(Saved entries)
◆ ◆ ◆
// ABOUTME: Integration tests for the movement catalog, equipment list, and saved equipment filters
// ABOUTME: Covers filter CRUD, per-owner name uniqueness, and filtered movement queries
//
// Licensed under either of Apache License, Version 2.0 or MIT License at your option.
// Copyright ©2025 Async-IO.org

#![allow(clippy::unwrap_used, clippy::expect_used, clippy::panic)]
#![allow(missing_docs)]

mod common;
mod helpers;

use axum::http::StatusCode;
use axum::Router;
use helpers::axum_test::AxumTestRequest;
use serde_json::{json, Value};

async fn create_filter(app: &Router, user: &common::TestUser, name: &str, equipment: &[&str]) -> Value {
    AxumTestRequest::post("/api/saved_equipment_filters/create/")
        .bearer(&user.token)
        .json(&json!({ "name": name, "equipmentIds": equipment }))
        .send(app.clone())
        .await
        .assert_status(StatusCode::CREATED)
        .json()
}

fn exercises(movements: &[Value]) -> Vec<&str> {
    movements
        .iter()
        .map(|movement| movement["exercise"].as_str().unwrap())
        .collect()
}

#[tokio::test]
async fn test_catalog_routes_are_public() {
    let resources = common::create_seeded_resources().await;
    let app = common::test_app(&resources);

    let movements: Vec<Value> = AxumTestRequest::get("/api/movements/extract-movements/")
        .send(app.clone())
        .await
        .assert_status(StatusCode::OK)
        .json();
    assert_eq!(movements.len(), 52);
    assert!(exercises(&movements).contains(&"Back Squat"));

    let equipment: Vec<Value> = AxumTestRequest::get("/api/equipment/")
        .send(app.clone())
        .await
        .assert_status(StatusCode::OK)
        .json();
    let names: Vec<&str> = equipment
        .iter()
        .map(|item| item["equipment_name"].as_str().unwrap())
        .collect();
    assert_eq!(names.len(), 13);
    let mut sorted = names.clone();
    sorted.sort_unstable();
    assert_eq!(names, sorted);

    let unfiltered: Vec<Value> = AxumTestRequest::get("/api/movements/filtered-movements/")
        .send(app)
        .await
        .assert_status(StatusCode::OK)
        .json();
    assert_eq!(unfiltered.len(), 52);
}

#[tokio::test]
async fn test_empty_catalog_reports_no_movements() {
    let resources = common::create_test_resources().await;

    let body: Value = AxumTestRequest::get("/api/movements/extract-movements/")
        .send(common::test_app(&resources))
        .await
        .assert_status(StatusCode::NOT_FOUND)
        .json();
    assert_eq!(body["message"], "No movements found.");
}

#[tokio::test]
async fn test_filter_lifecycle() {
    let resources = common::create_seeded_resources().await;
    let user = common::create_test_user(&resources, "garage@example.com").await;
    let app = common::test_app(&resources);

    let created = create_filter(&app, &user, "Garage gym", &["Kettlebell", "Box", "Jetpack"]).await;
    let filter_id = created["id"].as_i64().unwrap();
    assert_eq!(created["filter_name"], "Garage gym");
    // Unknown equipment is ignored
    assert_eq!(created["equipment"], json!(["Box", "Kettlebell"]));

    let fetched: Value = AxumTestRequest::get(&format!(
        "/api/saved_equipment_filters/{filter_id}/get/"
    ))
    .bearer(&user.token)
    .send(app.clone())
    .await
    .assert_status(StatusCode::OK)
    .json();
    assert_eq!(fetched, created);

    let updated: Value = AxumTestRequest::put(&format!(
        "/api/saved_equipment_filters/{filter_id}/update/"
    ))
    .bearer(&user.token)
    .json(&json!({ "name": "Home", "equipmentIds": ["Dumbbell"] }))
    .send(app.clone())
    .await
    .assert_status(StatusCode::OK)
    .json();
    assert_eq!(updated["filter_name"], "Home");
    assert_eq!(updated["equipment"], json!(["Dumbbell"]));

    let all: Vec<Value> = AxumTestRequest::get("/api/saved_equipment_filters/get_all/")
        .bearer(&user.token)
        .send(app.clone())
        .await
        .assert_status(StatusCode::OK)
        .json();
    assert_eq!(all.len(), 1);

    AxumTestRequest::delete(&format!(
        "/api/saved_equipment_filters/{filter_id}/delete/"
    ))
    .bearer(&user.token)
    .send(app.clone())
    .await
    .assert_status(StatusCode::NO_CONTENT);

    AxumTestRequest::get(&format!(
        "/api/saved_equipment_filters/{filter_id}/get/"
    ))
    .bearer(&user.token)
    .send(app)
    .await
    .assert_status(StatusCode::NOT_FOUND);
}

#[tokio::test]
async fn test_filter_names_are_unique_per_owner() {
    let resources = common::create_seeded_resources().await;
    let user = common::create_test_user(&resources, "names@example.com").await;
    let other = common::create_test_user(&resources, "names2@example.com").await;
    let app = common::test_app(&resources);

    create_filter(&app, &user, "Travel", &["Bodyweight"]).await;
    let second = create_filter(&app, &user, "Hotel", &["Dumbbell"]).await;
    // Another user may reuse the name
    create_filter(&app, &other, "Travel", &["Bodyweight"]).await;

    let duplicate: Value = AxumTestRequest::post("/api/saved_equipment_filters/create/")
        .bearer(&user.token)
        .json(&json!({ "name": "Travel", "equipmentIds": [] }))
        .send(app.clone())
        .await
        .assert_status(StatusCode::BAD_REQUEST)
        .json();
    assert_eq!(duplicate["message"], "Filter with this name already exists for this user.");

    let rename: Value = AxumTestRequest::put(&format!(
        "/api/saved_equipment_filters/{}/update/",
        second["id"]
    ))
    .bearer(&user.token)
    .json(&json!({ "name": "Travel", "equipmentIds": ["Dumbbell"] }))
    .send(app.clone())
    .await
    .assert_status(StatusCode::BAD_REQUEST)
    .json();
    assert_eq!(rename["message"], "Filter name must be unique for this user.");

    AxumTestRequest::post("/api/saved_equipment_filters/create/")
        .bearer(&user.token)
        .json(&json!({ "name": "  ", "equipmentIds": ["Box"] }))
        .send(app)
        .await
        .assert_status(StatusCode::BAD_REQUEST);
}

#[tokio::test]
async fn test_filters_are_private() {
    let resources = common::create_seeded_resources().await;
    let owner = common::create_test_user(&resources, "private@example.com").await;
    let other = common::create_test_user(&resources, "peek@example.com").await;
    let app = common::test_app(&resources);
    let filter = create_filter(&app, &owner, "Mine", &["Box"]).await;
    let filter_id = filter["id"].as_i64().unwrap();

    AxumTestRequest::get(&format!("/api/saved_equipment_filters/{filter_id}/get/"))
        .bearer(&other.token)
        .send(app.clone())
        .await
        .assert_status(StatusCode::NOT_FOUND);

    AxumTestRequest::delete(&format!(
        "/api/saved_equipment_filters/{filter_id}/delete/"
    ))
    .bearer(&other.token)
    .send(app.clone())
    .await
    .assert_status(StatusCode::NOT_FOUND);

    let theirs: Vec<Value> = AxumTestRequest::get("/api/saved_equipment_filters/get_all/")
        .bearer(&other.token)
        .send(app)
        .await
        .json();
    assert!(theirs.is_empty());
}

#[tokio::test]
async fn test_filtered_movements_match_any_equipment() {
    let resources = common::create_seeded_resources().await;
    let user = common::create_test_user(&resources, "filter@example.com").await;
    let app = common::test_app(&resources);
    let filter = create_filter(&app, &user, "Plyo", &["Kettlebell", "Box"]).await;
    let path = format!("/api/movements/filtered-movements/?filter_id={}", filter["id"]);

    let matching: Vec<Value> = AxumTestRequest::get(&path)
        .bearer(&user.token)
        .send(app.clone())
        .await
        .assert_status(StatusCode::OK)
        .json();
    let mut names = exercises(&matching);
    names.sort_unstable();
    assert_eq!(names, vec!["Box Jump", "Goblet Squat", "Kettlebell Swing", "Step Up"]);

    AxumTestRequest::get(&path)
        .send(app.clone())
        .await
        .assert_status(StatusCode::UNAUTHORIZED);

    let empty = create_filter(&app, &user, "Nothing", &[]).await;
    let none: Vec<Value> = AxumTestRequest::get(&format!(
        "/api/movements/filtered-movements/?filter_id={}",
        empty["id"]
    ))
    .bearer(&user.token)
    .send(app)
    .await
    .assert_status(StatusCode::OK)
    .json();
    assert!(none.is_empty());
}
◆ ◆ ◆
* **WHAT THE TASK REQUIRES**
Across the data above, how many lines contain the string "Travel"? Reply with the number and nothing else.

* **ANSWER BOX**
4